Range Resources is bumping up its capital spending by 18% from 2007 to $1.065 billion, and it plans to use most of the funds to develop its Texas, Midcontinent and Appalachian properties.
The 2008 budget includes $783 million for drilling and recompletions, $109 million for land, $51 million for seismic and $122 million for the expansion and enhancement of gathering systems and facilities. Of the drilling and recompletion capital, 95% will be spent on “lower-risk development and exploitation activities,” and 5% will be directed toward exploration projects.
“The strategy for our 2008 capital expenditures is consistent with prior years, in that our goal is to consistently grow production and reserves at top quartile finding costs,” said President John H. Pinkerton. “Based on the drilling projects planned for 2008, we anticipate generating excellent returns on invested capital and another year of double-digit production growth.
“Including the impact of planned asset sales, we have established a production growth target of 15% for 2008. Given rising production combined with our low cost structure and attractive hedge position, we foresee posting another year of record financial results in 2008.”
Acquisitions, particularly those in proximity to Range’s existing properties, “will continue to be pursued but are considered too unpredictable to be specifically budgeted,” the company noted.

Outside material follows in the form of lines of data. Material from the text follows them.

//! End-to-end pipeline tests with a stubbed fetcher.
//!
//! These exercise the documented behaviour of the review pipeline:
//! scoring, ordering, idempotence, and error propagation.

use async_trait::async_trait;
use pretty_assertions::assert_eq;

use prlens::config::RulesConfig;
use prlens::github::{FetchError, PullRequestFetcher};
use prlens::models::{ChangedFile, IssueKind, ReviewRequest, Severity};
use prlens::review::{ReviewEngine, ReviewError};

/// Fetcher returning a fixed file list, or a fixed error.
struct StubFetcher {
    result: Result<Vec<ChangedFile>, &'static str>,
}

impl StubFetcher {
    fn with_files(files: Vec<ChangedFile>) -> Self {
        Self { result: Ok(files) }
    }

    fn not_found() -> Self {
        Self { result: Err("not_found") }
    }
}

#[async_trait]
impl PullRequestFetcher for StubFetcher {
    async fn fetch_pr_files(
        &self,
        _owner: &str,
        _repo: &str,
        _pr_number: u64,
    ) -> Result<Vec<ChangedFile>, FetchError> {
        match &self.result {
            Ok(files) => Ok(files.clone()),
            Err(kind) if *kind == "not_found" => Err(FetchError::NotFound),
            Err(other) => Err(FetchError::Upstream((*other).to_string())),
        }
    }
}

fn engine() -> ReviewEngine {
    ReviewEngine::new(&RulesConfig::default(), None)
}

#[tokio::test]
async fn eval_and_password_score_70() {
    let files = vec![ChangedFile::from_patch(
        "app.py",
        "@@ -1,0 +1,2 @@\n+result = eval(user_input)\n+password = \"abc123\"\n",
    )];
    let fetcher = StubFetcher::with_files(files);

    let report = engine()
        .review(&fetcher, &ReviewRequest::new("octocat", "demo", 1))
        .await
        .unwrap();

    assert_eq!(report.issues.len(), 2);
    assert_eq!(report.issues[0].kind, IssueKind::SecuritySmell);
    assert_eq!(report.issues[0].severity, Severity::High);
    assert_eq!(report.issues[0].line, Some(1));
    assert_eq!(report.issues[1].kind, IssueKind::HardcodedSecret);
    assert_eq!(report.issues[1].severity, Severity::High);
    assert_eq!(report.issues[1].line, Some(2));
    assert_eq!(report.score, 70);
}

#[tokio::test]
async fn empty_pr_scores_100_with_no_issues_summary() {
    let fetcher = StubFetcher::with_files(Vec::new());

    let mut request = ReviewRequest::new("octocat", "demo", 2);
    request.natural_language = Some(true);

    let report = engine().review(&fetcher, &request).await.unwrap();

    assert_eq!(report.score, 100);
    assert!(report.issues.is_empty());
    assert_eq!(
        report.summary.as_deref(),
        Some("No issues found. Score: 100/100.")
    );
}

#[tokio::test]
async fn nonexistent_pr_is_an_error_not_a_zero_score_report() {
    let fetcher = StubFetcher::not_found();

    let err = engine()
        .review(&fetcher, &ReviewRequest::new("octocat", "demo", 999))
        .await
        .unwrap_err();

    assert!(matches!(err, ReviewError::NotFound));
    assert_eq!(err.kind(), "not_found");
}

#[tokio::test]
async fn invalid_request_is_rejected_before_fetching() {
    let fetcher = StubFetcher::not_found();

    let err = engine()
        .review(&fetcher, &ReviewRequest::new("", "demo", 1))
        .await
        .unwrap_err();

    // Validation runs first: the stub's NotFound never surfaces.
    assert!(matches!(err, ReviewError::Validation(_)));
}

#[tokio::test]
async fn issues_are_grouped_by_fetch_order_then_line_order() {
    let files = vec![
        ChangedFile::from_patch(
            "zz_first.py",
            "@@ -1,0 +1,2 @@\n+import pickle\n+data = pickle.loads(blob)\n",
        ),
        ChangedFile::from_patch(
            "aa_second.py",
            "@@ -5,0 +5,1 @@\n+print(data)\n@@ -20,0 +21,1 @@\n+os.system(cmd)\n",
        ),
    ];
    let fetcher = StubFetcher::with_files(files);

    let report = engine()
        .review(&fetcher, &ReviewRequest::new("octocat", "demo", 3))
        .await
        .unwrap();

    let positions: Vec<(&str, Option<u32>)> = report
        .issues
        .iter()
        .map(|i| (i.file.as_str(), i.line))
        .collect();
    assert_eq!(
        positions,
        vec![
            ("zz_first.py", Some(2)),
            ("aa_second.py", Some(5)),
            ("aa_second.py", Some(21)),
        ]
    );
}

#[tokio::test]
async fn pipeline_is_idempotent() {
    let files = vec![
        ChangedFile::from_patch(
            "a.py",
            "@@ -1,0 +1,3 @@\n+def handler(event):\n+    print(event)\n+    return eval(event)\n",
        ),
        ChangedFile::from_patch("b.py", "@@ -1,0 +1,1 @@\n+secret = \"supersecretvalue\"\n"),
    ];

    let mut request = ReviewRequest::new("octocat", "demo", 4);
    request.natural_language = Some(true);
    request.inline = Some(true);

    let first = engine()
        .review(&StubFetcher::with_files(files.clone()), &request)
        .await
        .unwrap();
    let second = engine()
        .review(&StubFetcher::with_files(files), &request)
        .await
        .unwrap();

    assert_eq!(
        serde_json::to_string(&first).unwrap(),
        serde_json::to_string(&second).unwrap()
    );
}

#[tokio::test]
async fn inline_comments_include_only_line_anchored_issues() {
    use prlens::models::Issue;
    use prlens::review::report::{assemble, inline_comments, AssembleOptions};

    // A line-less issue stays in the issue list but never becomes an
    // inline comment.
    let issues = vec![Issue::internal_error("broken.py")];
    assert!(inline_comments(&issues).is_empty());

    let opts = AssembleOptions {
        natural_language: false,
        inline_comments: true,
        query: None,
    };
    let report = assemble(issues, &opts, None).await;
    assert_eq!(report.issues.len(), 1);
    assert_eq!(report.inline_comments, Some(Vec::new()));
}

#[tokio::test]
async fn files_without_patch_text_are_skipped() {
    let files = vec![
        ChangedFile {
            path: "logo.png".into(),
            patch: None,
            additions: 0,
            deletions: 0,
        },
        ChangedFile::from_patch("app.py", "@@ -1,0 +1,1 @@\n+x = eval(y)\n"),
    ];
    let fetcher = StubFetcher::with_files(files);

    let report = engine()
        .review(&fetcher, &ReviewRequest::new("octocat", "demo", 5))
        .await
        .unwrap();

    assert_eq!(report.issues.len(), 1);
    assert_eq!(report.issues[0].file, "app.py");
}

#[tokio::test]
async fn low_severity_floor_never_goes_negative() {
    // 60 added lines with trailing whitespace: 60 Low issues, raw
    // penalty 120 > 100, so the floor applies.
    let body: String = (0..60).map(|_| "+x = 1  \n").collect();
    let patch = format!("@@ -1,0 +1,60 @@\n{body}");
    let files = vec![ChangedFile::from_patch("pad.py", patch)];

    let report = engine()
        .review(
            &StubFetcher::with_files(files),
            &ReviewRequest::new("octocat", "demo", 6),
        )
        .await
        .unwrap();

    assert_eq!(report.issues.len(), 60);
    assert!(report.issues.iter().all(|i| i.severity == Severity::Low));
    assert_eq!(report.score, 0);
}
//! JSON output renderer.
//!
//! Serializes the report exactly as the HTTP API would return it.

use crate::models::Report;
use crate::output::OutputRenderer;

/// JSON output renderer.
pub struct JsonRenderer;

impl OutputRenderer for JsonRenderer {
    fn render(&self, report: &Report) -> String {
        serde_json::to_string_pretty(report).unwrap_or_else(|_| "{}".to_string())
    }
}
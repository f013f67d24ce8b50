//! Review request contract and validation.

use serde::{Deserialize, Serialize};

/// A request to review one pull request.
#[derive(Debug, Clone, Serialize, Deserialize)]
pub struct ReviewRequest {
    /// Repository owner (organisation or user).
    pub repo_owner: String,
    /// Repository name.
    pub repo_name: String,
    /// Pull request number.
    pub pr_number: u64,
    /// Request a human-readable summary alongside the issue list.
    #[serde(default)]
    pub natural_language: Option<bool>,
    /// Free-text question from the caller. A non-empty query also
    /// triggers the summary path and is forwarded to the summarizer.
    #[serde(default)]
    pub query: Option<String>,
    /// Request the inline-comment list.
    #[serde(default)]
    pub inline: Option<bool>,
}

impl ReviewRequest {
    /// Minimal request with all optional fields unset.
    pub fn new(owner: impl Into<String>, repo: impl Into<String>, pr_number: u64) -> Self {
        ReviewRequest {
            repo_owner: owner.into(),
            repo_name: repo.into(),
            pr_number,
            natural_language: None,
            query: None,
            inline: None,
        }
    }

    /// Check the request shape. Returns a caller-facing message on the
    /// first violated field.
    pub fn validate(&self) -> Result<(), String> {
        if self.repo_owner.trim().is_empty() {
            return Err("repo_owner must not be empty".to_string());
        }
        if self.repo_name.trim().is_empty() {
            return Err("repo_name must not be empty".to_string());
        }
        if self.pr_number == 0 {
            return Err("pr_number must be a positive integer".to_string());
        }
        Ok(())
    }

    /// Whether the summary generation path was requested, either
    /// explicitly or via a non-empty query.
    pub fn wants_summary(&self) -> bool {
        self.natural_language.unwrap_or(false)
            || self
                .query
                .as_deref()
                .is_some_and(|q| !q.trim().is_empty())
    }

    /// Whether the inline-comment list was requested.
    pub fn wants_inline_comments(&self) -> bool {
        self.inline.unwrap_or(false)
    }
}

Based on the current futures prices and existing hedges, Range’s 2008 capital spending is expected to be funded by operating cash flow and asset sales.
This year the Fort Worth, TX-based independent expects to drill 968 gross (715 net) wells and undertake 82 (66 net) recompletions. About 56% of the budget is attributable to Range’s Southwestern region, which consists of properties in West and East Texas and the Midcontinent.
Another 40% of the budget will go to Appalachian asset development, and 4% will be directed to Gulf Coast activities.
Included in the budget are 187 net coalbed methane, tight gas and shale wells at the Nora/Haysi field in Virginia, 92 net Barnett Shale wells in the Fort Worth Basin and 60 net Marcellus Shale wells in Appalachia. The remaining 376 net wells are primarily tight gas and oil wells in the company’s other core areas.